▶ _TASK DESCRIPTION_: The entries are to be output in full, word for word.
┏━━
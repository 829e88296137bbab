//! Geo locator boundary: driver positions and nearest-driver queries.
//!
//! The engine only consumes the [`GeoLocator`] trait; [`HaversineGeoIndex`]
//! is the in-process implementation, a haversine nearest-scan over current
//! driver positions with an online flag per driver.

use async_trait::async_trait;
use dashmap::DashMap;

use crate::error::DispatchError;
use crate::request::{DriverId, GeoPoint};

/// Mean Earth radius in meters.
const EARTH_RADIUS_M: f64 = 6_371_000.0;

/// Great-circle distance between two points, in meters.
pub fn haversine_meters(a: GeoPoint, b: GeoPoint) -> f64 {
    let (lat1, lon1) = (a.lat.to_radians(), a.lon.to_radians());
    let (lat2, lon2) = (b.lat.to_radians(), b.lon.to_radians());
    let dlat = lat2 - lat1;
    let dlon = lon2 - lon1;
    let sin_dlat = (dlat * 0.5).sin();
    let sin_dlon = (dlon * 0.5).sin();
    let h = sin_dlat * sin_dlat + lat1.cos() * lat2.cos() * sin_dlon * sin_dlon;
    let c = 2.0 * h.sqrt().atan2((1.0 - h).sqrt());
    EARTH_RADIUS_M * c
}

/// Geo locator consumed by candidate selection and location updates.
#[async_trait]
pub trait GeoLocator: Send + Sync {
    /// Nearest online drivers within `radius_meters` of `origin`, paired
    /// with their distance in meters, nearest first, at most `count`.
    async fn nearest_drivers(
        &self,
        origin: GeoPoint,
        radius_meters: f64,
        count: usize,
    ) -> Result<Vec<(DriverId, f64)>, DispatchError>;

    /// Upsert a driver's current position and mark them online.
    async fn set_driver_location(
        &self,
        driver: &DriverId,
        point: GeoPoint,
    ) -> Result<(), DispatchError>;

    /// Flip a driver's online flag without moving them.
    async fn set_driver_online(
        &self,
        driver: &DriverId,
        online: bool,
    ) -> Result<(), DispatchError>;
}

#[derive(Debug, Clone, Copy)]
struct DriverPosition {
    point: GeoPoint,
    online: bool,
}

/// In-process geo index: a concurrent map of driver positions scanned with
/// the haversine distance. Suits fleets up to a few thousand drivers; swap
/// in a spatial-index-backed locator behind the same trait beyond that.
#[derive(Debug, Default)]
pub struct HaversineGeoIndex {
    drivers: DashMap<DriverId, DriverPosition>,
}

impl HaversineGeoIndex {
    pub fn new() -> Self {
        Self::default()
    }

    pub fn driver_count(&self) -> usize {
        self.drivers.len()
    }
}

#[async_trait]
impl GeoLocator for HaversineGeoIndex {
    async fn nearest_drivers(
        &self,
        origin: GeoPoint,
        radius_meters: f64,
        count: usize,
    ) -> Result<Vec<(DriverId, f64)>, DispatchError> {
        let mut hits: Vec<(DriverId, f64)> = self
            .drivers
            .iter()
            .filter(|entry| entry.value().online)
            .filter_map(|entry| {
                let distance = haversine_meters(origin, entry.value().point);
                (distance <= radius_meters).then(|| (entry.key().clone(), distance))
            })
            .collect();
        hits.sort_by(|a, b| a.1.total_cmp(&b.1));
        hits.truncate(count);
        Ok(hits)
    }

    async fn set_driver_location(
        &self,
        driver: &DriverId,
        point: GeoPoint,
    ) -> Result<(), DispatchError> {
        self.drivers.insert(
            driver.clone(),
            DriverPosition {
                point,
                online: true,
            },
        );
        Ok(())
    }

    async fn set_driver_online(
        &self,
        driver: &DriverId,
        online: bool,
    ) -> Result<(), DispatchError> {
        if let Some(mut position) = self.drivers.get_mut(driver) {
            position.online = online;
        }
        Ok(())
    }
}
┗━━
▶ _OUTPUT OF THE TASK_:
repository 829e88296137bbab
//! Geo locator boundary: driver positions and nearest-driver queries.
//!
//! The engine only consumes the [`GeoLocator`] trait; [`HaversineGeoIndex`]
//! is the in-process implementation, a haversine nearest-scan over current
//! driver positions with an online flag per driver.

use async_trait::async_trait;
use dashmap::DashMap;

use crate::error::DispatchError;
use crate::request::{DriverId, GeoPoint};

/// Mean Earth radius in meters.
const EARTH_RADIUS_M: f64 = 6_371_000.0;

/// Great-circle distance between two points, in meters.
pub fn haversine_meters(a: GeoPoint, b: GeoPoint) -> f64 {
    let (lat1, lon1) = (a.lat.to_radians(), a.lon.to_radians());
    let (lat2, lon2) = (b.lat.to_radians(), b.lon.to_radians());
    let dlat = lat2 - lat1;
    let dlon = lon2 - lon1;
    let sin_dlat = (dlat * 0.5).sin();
    let sin_dlon = (dlon * 0.5).sin();
    let h = sin_dlat * sin_dlat + lat1.cos() * lat2.cos() * sin_dlon * sin_dlon;
    let c = 2.0 * h.sqrt().atan2((1.0 - h).sqrt());
    EARTH_RADIUS_M * c
}

/// Geo locator consumed by candidate selection and location updates.
#[async_trait]
pub trait GeoLocator: Send + Sync {
    /// Nearest online drivers within `radius_meters` of `origin`, paired
    /// with their distance in meters, nearest first, at most `count`.
    async fn nearest_drivers(
        &self,
        origin: GeoPoint,
        radius_meters: f64,
        count: usize,
    ) -> Result<Vec<(DriverId, f64)>, DispatchError>;

    /// Upsert a driver's current position and mark them online.
    async fn set_driver_location(
        &self,
        driver: &DriverId,
        point: GeoPoint,
    ) -> Result<(), DispatchError>;

    /// Flip a driver's online flag without moving them.
    async fn set_driver_online(
        &self,
        driver: &DriverId,
        online: bool,
    ) -> Result<(), DispatchError>;
}

#[derive(Debug, Clone, Copy)]
struct DriverPosition {
    point: GeoPoint,
    online: bool,
}

/// In-process geo index: a concurrent map of driver positions scanned with
/// the haversine distance. Suits fleets up to a few thousand drivers; swap
/// in a spatial-index-backed locator behind the same trait beyond that.
#[derive(Debug, Default)]
pub struct HaversineGeoIndex {
    drivers: DashMap<DriverId, DriverPosition>,
}

impl HaversineGeoIndex {
    pub fn new() -> Self {
        Self::default()
    }

    pub fn driver_count(&self) -> usize {
        self.drivers.len()
    }
}

#[async_trait]
impl GeoLocator for HaversineGeoIndex {
    async fn nearest_drivers(
        &self,
        origin: GeoPoint,
        radius_meters: f64,
        count: usize,
    ) -> Result<Vec<(DriverId, f64)>, DispatchError> {
        let mut hits: Vec<(DriverId, f64)> = self
            .drivers
            .iter()
            .filter(|entry| entry.value().online)
            .filter_map(|entry| {
                let distance = haversine_meters(origin, entry.value().point);
                (distance <= radius_meters).then(|| (entry.key().clone(), distance))
            })
            .collect();
        hits.sort_by(|a, b| a.1.total_cmp(&b.1));
        hits.truncate(count);
        Ok(hits)
    }

    async fn set_driver_location(
        &self,
        driver: &DriverId,
        point: GeoPoint,
    ) -> Result<(), DispatchError> {
        self.drivers.insert(
            driver.clone(),
            DriverPosition {
                point,
                online: true,
            },
        );
        Ok(())
    }

    async fn set_driver_online(
        &self,
        driver: &DriverId,
        online: bool,
    ) -> Result<(), DispatchError> {
        if let Some(mut position) = self.drivers.get_mut(driver) {
            position.online = online;
        }
        Ok(())
    }
}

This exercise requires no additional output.